Y mientras muchos necesitaban salir a las calles para buscar el sustento de su familia, yo venía en un proceso de cambio personal en el cual necesitaba de tiempo para dedicarme a las cosas que ocurrían en mi cabeza; con el aislamiento llegó ese tiempo,  con el tiempo llegó el Collage y con él una cantidad de ideas y  proyectos en los cuales pude encontrar una voz crítica y artística que me permite transmitir mis ideas y opiniones. Puede que no sea mucho en un principio, PERO LO IMPORTANTE QUE ES NO QUEDARSE CALLADO Y QUITARSE LA VENDA.

Hoy, después de siete meses de pruebas y errores, de pensar y repensar qué  hacer con el proyecto de vida y de sufrir culpas porque todo va bien aunque no lo vaya… y ante la dura situación que afronta la gran mayoría del país, veo con preocupación lo que será el futuro; la nueva normalidad parece ser muy similar a la antigua, con la diferencia de que ahora usamos más gel antibacterial y tapabocas (a medias) pero somos los mismos como sociedad, poco o nada aprendimos de este tiempo y del mensaje directo que nos dio la naturaleza y la vida. La indiferencia ante los problemas que agudizaron la pandemia y que se hicieron más notorios durante el encierro,  no nos cambiaron en lo mínimo.
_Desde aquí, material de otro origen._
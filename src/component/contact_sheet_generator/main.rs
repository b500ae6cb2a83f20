use super::sheet_assembler::SheetAssembler;
use super::video_descriptor::VideoDescriptor;
use crate::config::save::{add_recent_path, save_settings};
use crate::config::{Config, SheetOptions};
use crate::error::{SheetError, SheetResult};
use crate::tools::{
    Ffmpeg, FrameDecoder, TextPainter, TrueTypePainter, VideoFileInfo, ensure_directory_exists,
    ensure_writable, plan_output_paths, resolve_output_path, save_image, scan_video_files,
    validate_directory_exists,
};
use anyhow::{Context, Result};
use console::style;
use dialoguer::theme::ColorfulTheme;
use dialoguer::{Confirm, Input, Select};
use indicatif::{ProgressBar, ProgressStyle};
use log::{error, info, warn};
use rayon::prelude::*;
use std::path::{Path, PathBuf};
use std::sync::Arc;
use std::sync::atomic::{AtomicBool, Ordering};

/// 預覽圖生成結果
#[derive(Debug, Default, Clone, Copy, PartialEq, Eq)]
pub struct GenerationResult {
    pub total_videos: usize,
    pub successful: usize,
    pub failed: usize,
    pub skipped: usize,
}

enum VideoOutcome {
    Created(PathBuf),
    Skipped(String),
    Failed(anyhow::Error),
}

/// 預覽圖生成器
///
/// 每部影片各自走完 開啟 → 擷取 → 縮放 → 網格 → 標頭 → 拼接 → 存檔，
/// 批次模式下多部影片同時在 rayon 執行緒池上處理。
pub struct ContactSheetGenerator {
    options: SheetOptions,
    decoder: Arc<dyn FrameDecoder>,
    painter: Arc<dyn TextPainter>,
    shutdown_signal: Arc<AtomicBool>,
    overwrite: bool,
}

impl ContactSheetGenerator {
    pub fn new(
        options: SheetOptions,
        decoder: Arc<dyn FrameDecoder>,
        painter: Arc<dyn TextPainter>,
        shutdown_signal: Arc<AtomicBool>,
    ) -> Self {
        Self {
            options: options.validated(),
            decoder,
            painter,
            shutdown_signal,
            overwrite: false,
        }
    }

    /// 以 ffmpeg 與 TrueType 字型建立生成器
    pub fn from_options(options: SheetOptions, shutdown_signal: Arc<AtomicBool>) -> Result<Self> {
        let decoder = Ffmpeg::new(&options.decoder.program, options.decoder.timeout());
        let painter = TrueTypePainter::load(&options.font).context("無法載入標頭與時間標籤用的字型")?;
        info!("使用字型: {}", painter.source());

        Ok(Self::new(
            options,
            Arc::new(decoder),
            Arc::new(painter),
            shutdown_signal,
        ))
    }

    #[must_use]
    pub const fn with_overwrite(mut self, overwrite: bool) -> Self {
        self.overwrite = overwrite;
        self
    }

    #[must_use]
    pub const fn options(&self) -> &SheetOptions {
        &self.options
    }

    /// 為單一影片產生預覽圖並寫入 `output_path`
    pub fn generate(&self, video_path: &Path, output_path: &Path) -> SheetResult<PathBuf> {
        ensure_writable(output_path, self.overwrite)?;

        let video = VideoDescriptor::open(video_path, Arc::clone(&self.decoder))?;
        let mut assembler =
            SheetAssembler::new(video, self.options.clone(), Arc::clone(&self.painter));
        let sheet = assembler.assemble_with(self.options.sampling)?;

        save_image(sheet, output_path, self.options.output_format)?;
        info!("預覽圖已建立: {}", output_path.display());

        Ok(output_path.to_path_buf())
    }

    pub fn run_single(&self, video_path: &Path, output_path: &Path) -> Result<()> {
        println!(
            "{} {}",
            style("處理中").cyan(),
            style(video_path.display()).bold()
        );
        println!("  {}", style(format!("取樣方式: {}", self.options.sampling)).dim());

        let created = self
            .generate(video_path, output_path)
            .with_context(|| format!("無法產生預覽圖: {}", video_path.display()))?;

        println!(
            "  {} 預覽圖已建立: {}",
            style("✓").green(),
            created.display()
        );
        Ok(())
    }

    /// 處理資料夾內所有影片；`output_dir` 為 `None` 時預覽圖放在影片旁邊
    pub fn run_batch(
        &self,
        input_dir: &Path,
        output_dir: Option<&Path>,
        recursive: bool,
    ) -> Result<GenerationResult> {
        validate_directory_exists(input_dir)?;
        if let Some(output_dir) = output_dir {
            ensure_directory_exists(output_dir).with_context(|| {
                format!("無法建立輸出資料夾: {}", output_dir.display())
            })?;
        }

        println!("{}", style("掃描影片檔案中...").dim());
        let video_files = scan_video_files(input_dir, recursive)?;

        if video_files.is_empty() {
            println!("{}", style("找不到任何影片檔案").yellow());
            return Ok(GenerationResult::default());
        }

        println!(
            "{}",
            style(format!("找到 {} 個影片檔案", video_files.len())).green()
        );
        for (index, file) in video_files.iter().enumerate() {
            let size_mb = file.size as f64 / 1024.0 / 1024.0;
            println!(
                "  {}. {} ({:.2} MB)",
                index + 1,
                file.path.display(),
                size_mb
            );
        }

        println!();
        println!("{}", style("開始生成預覽圖...").cyan());

        let result = self.process_videos(&video_files, input_dir, output_dir);
        self.print_summary(&result);

        Ok(result)
    }

    /// 同時處理多部影片，單一影片失敗不影響其他影片
    ///
    /// 輸出路徑在開始前一次決定（見 [`plan_output_paths`]），不同影片不會寫到同一個檔案。
    pub fn process_videos(
        &self,
        videos: &[VideoFileInfo],
        input_dir: &Path,
        output_dir: Option<&Path>,
    ) -> GenerationResult {
        let sources: Vec<&Path> = videos.iter().map(|video| video.path.as_path()).collect();
        let targets = plan_output_paths(&sources, input_dir, output_dir, self.options.output_format);

        let progress_bar = ProgressBar::new(videos.len() as u64);
        progress_bar.set_style(
            ProgressStyle::default_bar()
                .template("{spinner:.green} [{elapsed_precise}] [{bar:40.cyan/blue}] {pos}/{len} ({eta}) {msg}")
                .expect("Invalid progress bar template")
                .progress_chars("#>-"),
        );
        progress_bar.set_message("生成預覽圖中...");

        let outcomes: Vec<VideoOutcome> = videos
            .par_iter()
            .zip(&targets)
            .map(|(video, output_path)| {
                let outcome = self.process_single_video(&video.path, output_path);
                match &outcome {
                    VideoOutcome::Created(path) => progress_bar.println(format!(
                        "  {} {}",
                        style("✓").green(),
                        path.display()
                    )),
                    VideoOutcome::Skipped(reason) => progress_bar.println(format!(
                        "  {} {} ({reason})",
                        style("⤳").dim(),
                        video.path.display()
                    )),
                    VideoOutcome::Failed(e) => {
                        error!("處理影片失敗 {}: {e:#}", video.path.display());
                        progress_bar.println(format!(
                            "  {} {}: {e:#}",
                            style("✗").red(),
                            video.path.display()
                        ));
                    }
                }
                progress_bar.inc(1);
                outcome
            })
            .collect();

        progress_bar.finish_with_message("完成");

        let mut result = GenerationResult {
            total_videos: videos.len(),
            ..GenerationResult::default()
        };
        for outcome in &outcomes {
            match outcome {
                VideoOutcome::Created(_) => result.successful += 1,
                VideoOutcome::Skipped(_) => result.skipped += 1,
                VideoOutcome::Failed(_) => result.failed += 1,
            }
        }
        result
    }

    fn process_single_video(&self, video_path: &Path, output_path: &Path) -> VideoOutcome {
        if self.shutdown_signal.load(Ordering::SeqCst) {
            return VideoOutcome::Skipped("收到中斷訊號".to_string());
        }

        if let Some(parent) = output_path.parent() {
            if let Err(e) = ensure_directory_exists(parent) {
                return VideoOutcome::Failed(
                    e.context(format!("無法建立輸出資料夾: {}", parent.display())),
                );
            }
        }

        match self.generate(video_path, output_path) {
            Ok(path) => VideoOutcome::Created(path),
            Err(SheetError::OutputExists(_)) => VideoOutcome::Skipped("預覽圖已存在".to_string()),
            Err(e) => VideoOutcome::Failed(anyhow::Error::new(e)),
        }
    }

    /// 互動模式：選擇輸入路徑與輸出資料夾，並記錄最近使用的路徑
    pub fn run_interactive(&self, config: &mut Config) -> Result<()> {
        println!("{}", style("=== 影片預覽圖生成 ===").cyan().bold());

        let Some(input_path) = self.prompt_input_path(config)? else {
            return Ok(());
        };
        let input = PathBuf::from(&input_path);
        if !input.exists() {
            anyhow::bail!("路徑不存在: {}", input.display());
        }

        let output_dir = self.prompt_output_dir()?;

        add_recent_path(&mut config.settings, &input_path);
        if let Err(e) = save_settings(&config.settings) {
            warn!("無法儲存設定: {e:#}");
        }

        if input.is_dir() {
            let recursive = Confirm::with_theme(&ColorfulTheme::default())
                .with_prompt("是否包含子資料夾？")
                .default(true)
                .interact()?;
            self.run_batch(&input, output_dir.as_deref(), recursive)?;
        } else {
            if let Some(output_dir) = &output_dir {
                ensure_directory_exists(output_dir)?;
            }
            let output_path =
                resolve_output_path(&input, output_dir.as_deref(), self.options.output_format);
            self.run_single(&input, &output_path)?;
        }

        Ok(())
    }

    fn prompt_input_path(&self, config: &Config) -> Result<Option<String>> {
        let recent_paths = &config.settings.recent_paths;

        if recent_paths.is_empty() {
            let path: String = Input::new()
                .with_prompt("請輸入影片檔或資料夾路徑")
                .interact_text()?;
            return Ok(Some(path.trim().to_string()));
        }

        let mut options: Vec<String> = recent_paths
            .iter()
            .enumerate()
            .map(|(i, p)| {
                let indicator = if Path::new(p).exists() { "✓" } else { "✗" };
                format!("{} [{}] {}", i + 1, indicator, p)
            })
            .collect();
        options.push("輸入新路徑...".to_string());

        println!("{}", style("(按 ESC 離開)").dim());

        let selection = Select::with_theme(&ColorfulTheme::default())
            .with_prompt("請選擇路徑")
            .items(&options)
            .default(0)
            .interact_opt()?;

        match selection {
            None => Ok(None),
            Some(idx) if idx < recent_paths.len() => Ok(Some(recent_paths[idx].clone())),
            Some(_) => {
                let path: String = Input::new()
                    .with_prompt("請輸入影片檔或資料夾路徑")
                    .interact_text()?;
                Ok(Some(path.trim().to_string()))
            }
        }
    }

    fn prompt_output_dir(&self) -> Result<Option<PathBuf>> {
        let path: String = Input::new()
            .with_prompt("請輸入預覽圖輸出資料夾（留空則放在影片旁邊）")
            .allow_empty(true)
            .interact_text()?;
        let path = path.trim();
        Ok((!path.is_empty()).then(|| PathBuf::from(path)))
    }

    fn print_summary(&self, result: &GenerationResult) {
        println!();
        println!("{}", style("=== 預覽圖生成摘要 ===").cyan().bold());
        println!("  總計: {} 個影片", result.total_videos);
        println!("  成功: {} 個", style(result.successful).green());

        if result.skipped > 0 {
            println!("  跳過: {} 個", style(result.skipped).yellow());
        }

        if result.failed > 0 {
            println!("  失敗: {} 個", style(result.failed).red());
        }

        info!(
            "預覽圖生成完成 - 成功: {}, 跳過: {}, 失敗: {}",
            result.successful, result.skipped, result.failed
        );
    }
}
Seguimos indolentes ante las vidas que se lleva la violencia en el campo, ante los niños y jóvenes que mueren de hambre y que, ante la falta de oportunidades, solo tienen acceso a las pandillas perpetuando ese círculo vicioso de generaciones perdidas. En Colombia NADIE ha vivido en DIGNIDAD y hoy toda esa generación, cansada de años de desigualdad, sale a las calles de nuevo a  alzar su voz  y a manifestar toda esa rabia contenida, toda esa lucha justa que sigue viendo sus sueños apagarse por la muerte a manos de agentes del Estado.

No todo va bien, aunque todo vaya bien. ¡Ven- seremos!